» **Data to process**
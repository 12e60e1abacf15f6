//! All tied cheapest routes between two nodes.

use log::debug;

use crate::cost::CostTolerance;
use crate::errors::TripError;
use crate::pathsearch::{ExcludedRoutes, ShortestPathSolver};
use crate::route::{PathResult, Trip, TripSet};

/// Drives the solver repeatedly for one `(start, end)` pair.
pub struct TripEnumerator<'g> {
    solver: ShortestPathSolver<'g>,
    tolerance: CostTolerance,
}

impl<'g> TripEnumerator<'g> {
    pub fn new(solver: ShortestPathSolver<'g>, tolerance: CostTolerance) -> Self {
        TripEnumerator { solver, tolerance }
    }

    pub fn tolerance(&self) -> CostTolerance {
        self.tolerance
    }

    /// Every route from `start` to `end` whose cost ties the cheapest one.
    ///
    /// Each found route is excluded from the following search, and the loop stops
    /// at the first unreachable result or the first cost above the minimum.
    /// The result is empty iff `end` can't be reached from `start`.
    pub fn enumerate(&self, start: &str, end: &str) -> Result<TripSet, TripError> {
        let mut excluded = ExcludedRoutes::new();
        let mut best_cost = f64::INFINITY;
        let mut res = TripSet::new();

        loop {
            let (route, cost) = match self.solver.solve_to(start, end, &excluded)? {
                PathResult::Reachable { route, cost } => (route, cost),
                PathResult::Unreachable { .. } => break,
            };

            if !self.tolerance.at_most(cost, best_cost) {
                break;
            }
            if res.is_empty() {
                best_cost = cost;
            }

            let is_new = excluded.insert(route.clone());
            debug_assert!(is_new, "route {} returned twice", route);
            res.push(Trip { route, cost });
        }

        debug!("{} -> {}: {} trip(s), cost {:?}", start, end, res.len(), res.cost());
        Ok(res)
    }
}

» **Problem to work on**
The response should be an exact copy of all the records above.

» **Result for this exercise**
repository 12e60e1abacf15f6
//! All tied cheapest routes between two nodes.

use log::debug;

use crate::cost::CostTolerance;
use crate::errors::TripError;
use crate::pathsearch::{ExcludedRoutes, ShortestPathSolver};
use crate::route::{PathResult, Trip, TripSet};

/// Drives the solver repeatedly for one `(start, end)` pair.
pub struct TripEnumerator<'g> {
    solver: ShortestPathSolver<'g>,
    tolerance: CostTolerance,
}

impl<'g> TripEnumerator<'g> {
    pub fn new(solver: ShortestPathSolver<'g>, tolerance: CostTolerance) -> Self {
        TripEnumerator { solver, tolerance }
    }

    pub fn tolerance(&self) -> CostTolerance {
        self.tolerance
    }

    /// Every route from `start` to `end` whose cost ties the cheapest one.
    ///
    /// Each found route is excluded from the following search, and the loop stops
    /// at the first unreachable result or the first cost above the minimum.
    /// The result is empty iff `end` can't be reached from `start`.
    pub fn enumerate(&self, start: &str, end: &str) -> Result<TripSet, TripError> {
        let mut excluded = ExcludedRoutes::new();
        let mut best_cost = f64::INFINITY;
        let mut res = TripSet::new();

        loop {
            let (route, cost) = match self.solver.solve_to(start, end, &excluded)? {
                PathResult::Reachable { route, cost } => (route, cost),
                PathResult::Unreachable { .. } => break,
            };

            if !self.tolerance.at_most(cost, best_cost) {
                break;
            }
            if res.is_empty() {
                best_cost = cost;
            }

            let is_new = excluded.insert(route.clone());
            debug_assert!(is_new, "route {} returned twice", route);
            res.push(Trip { route, cost });
        }

        debug!("{} -> {}: {} trip(s), cost {:?}", start, end, res.len(), res.cost());
        Ok(res)
    }
}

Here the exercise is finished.